-- EXERCISE AIM --
Of the entries below, restate word for word only the section that runs from the line with "let now = Instant::now();" to the line with "#![allow(non_snake_case)]", counting both ends.

-- DATA FOR ANALYSIS --
━━━━━━━━━━

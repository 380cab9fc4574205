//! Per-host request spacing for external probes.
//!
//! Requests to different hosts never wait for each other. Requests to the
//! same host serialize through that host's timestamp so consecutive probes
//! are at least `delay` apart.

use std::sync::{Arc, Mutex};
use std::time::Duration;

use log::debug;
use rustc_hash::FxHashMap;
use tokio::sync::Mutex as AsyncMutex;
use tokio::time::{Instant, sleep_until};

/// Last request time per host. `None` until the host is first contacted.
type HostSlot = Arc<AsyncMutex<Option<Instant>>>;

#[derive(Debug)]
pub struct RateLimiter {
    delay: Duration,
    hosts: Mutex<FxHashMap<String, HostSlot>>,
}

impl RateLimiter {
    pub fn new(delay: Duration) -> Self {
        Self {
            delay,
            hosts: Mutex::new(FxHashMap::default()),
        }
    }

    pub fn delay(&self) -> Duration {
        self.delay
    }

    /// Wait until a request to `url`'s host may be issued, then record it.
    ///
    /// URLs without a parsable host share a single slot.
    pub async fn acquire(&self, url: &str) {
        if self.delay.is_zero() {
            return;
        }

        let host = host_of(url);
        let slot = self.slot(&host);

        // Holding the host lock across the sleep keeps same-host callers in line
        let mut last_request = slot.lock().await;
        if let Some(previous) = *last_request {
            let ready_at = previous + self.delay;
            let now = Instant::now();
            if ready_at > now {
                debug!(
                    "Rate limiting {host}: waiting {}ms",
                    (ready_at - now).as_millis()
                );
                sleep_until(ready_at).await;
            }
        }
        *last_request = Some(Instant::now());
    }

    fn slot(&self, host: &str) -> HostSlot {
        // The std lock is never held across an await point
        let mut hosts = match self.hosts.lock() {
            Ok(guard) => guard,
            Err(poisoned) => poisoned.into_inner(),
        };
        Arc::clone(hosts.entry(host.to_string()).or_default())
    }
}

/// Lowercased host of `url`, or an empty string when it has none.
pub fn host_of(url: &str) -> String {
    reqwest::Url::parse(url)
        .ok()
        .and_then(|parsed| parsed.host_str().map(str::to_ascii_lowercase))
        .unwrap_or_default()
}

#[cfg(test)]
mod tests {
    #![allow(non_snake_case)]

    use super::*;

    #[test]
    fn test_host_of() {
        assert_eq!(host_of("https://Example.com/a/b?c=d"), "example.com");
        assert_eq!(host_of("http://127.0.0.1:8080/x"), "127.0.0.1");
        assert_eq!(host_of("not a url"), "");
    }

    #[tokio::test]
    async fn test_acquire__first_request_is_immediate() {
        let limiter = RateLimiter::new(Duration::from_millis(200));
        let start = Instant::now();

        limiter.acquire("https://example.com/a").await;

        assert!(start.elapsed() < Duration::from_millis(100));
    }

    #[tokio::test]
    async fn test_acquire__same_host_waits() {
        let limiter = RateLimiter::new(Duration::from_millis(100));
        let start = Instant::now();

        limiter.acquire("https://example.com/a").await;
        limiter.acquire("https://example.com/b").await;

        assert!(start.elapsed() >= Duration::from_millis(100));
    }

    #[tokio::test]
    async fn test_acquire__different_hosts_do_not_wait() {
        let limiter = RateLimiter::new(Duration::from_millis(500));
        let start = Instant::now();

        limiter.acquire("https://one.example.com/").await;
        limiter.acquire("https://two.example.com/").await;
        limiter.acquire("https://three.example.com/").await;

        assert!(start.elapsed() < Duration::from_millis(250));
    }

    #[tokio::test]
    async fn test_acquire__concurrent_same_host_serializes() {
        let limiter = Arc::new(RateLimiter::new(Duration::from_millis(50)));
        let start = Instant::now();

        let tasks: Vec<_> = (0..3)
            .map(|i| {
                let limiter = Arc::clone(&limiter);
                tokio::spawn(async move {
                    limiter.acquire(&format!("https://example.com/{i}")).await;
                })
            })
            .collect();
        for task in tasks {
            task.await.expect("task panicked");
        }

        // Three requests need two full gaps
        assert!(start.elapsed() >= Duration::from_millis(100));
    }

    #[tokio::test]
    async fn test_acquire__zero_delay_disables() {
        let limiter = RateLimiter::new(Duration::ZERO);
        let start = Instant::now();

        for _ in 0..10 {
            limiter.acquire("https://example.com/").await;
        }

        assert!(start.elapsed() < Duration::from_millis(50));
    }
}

━━━━━━━━━━

-- TASK RESULT --
            let now = Instant::now();
            if ready_at > now {
                debug!(
                    "Rate limiting {host}: waiting {}ms",
                    (ready_at - now).as_millis()
                );
                sleep_until(ready_at).await;
            }
        }
        *last_request = Some(Instant::now());
    }

    fn slot(&self, host: &str) -> HostSlot {
        // The std lock is never held across an await point
        let mut hosts = match self.hosts.lock() {
            Ok(guard) => guard,
            Err(poisoned) => poisoned.into_inner(),
        };
        Arc::clone(hosts.entry(host.to_string()).or_default())
    }
}

/// Lowercased host of `url`, or an empty string when it has none.
pub fn host_of(url: &str) -> String {
    reqwest::Url::parse(url)
        .ok()
        .and_then(|parsed| parsed.host_str().map(str::to_ascii_lowercase))
        .unwrap_or_default()
}

#[cfg(test)]
mod tests {
    #![allow(non_snake_case)]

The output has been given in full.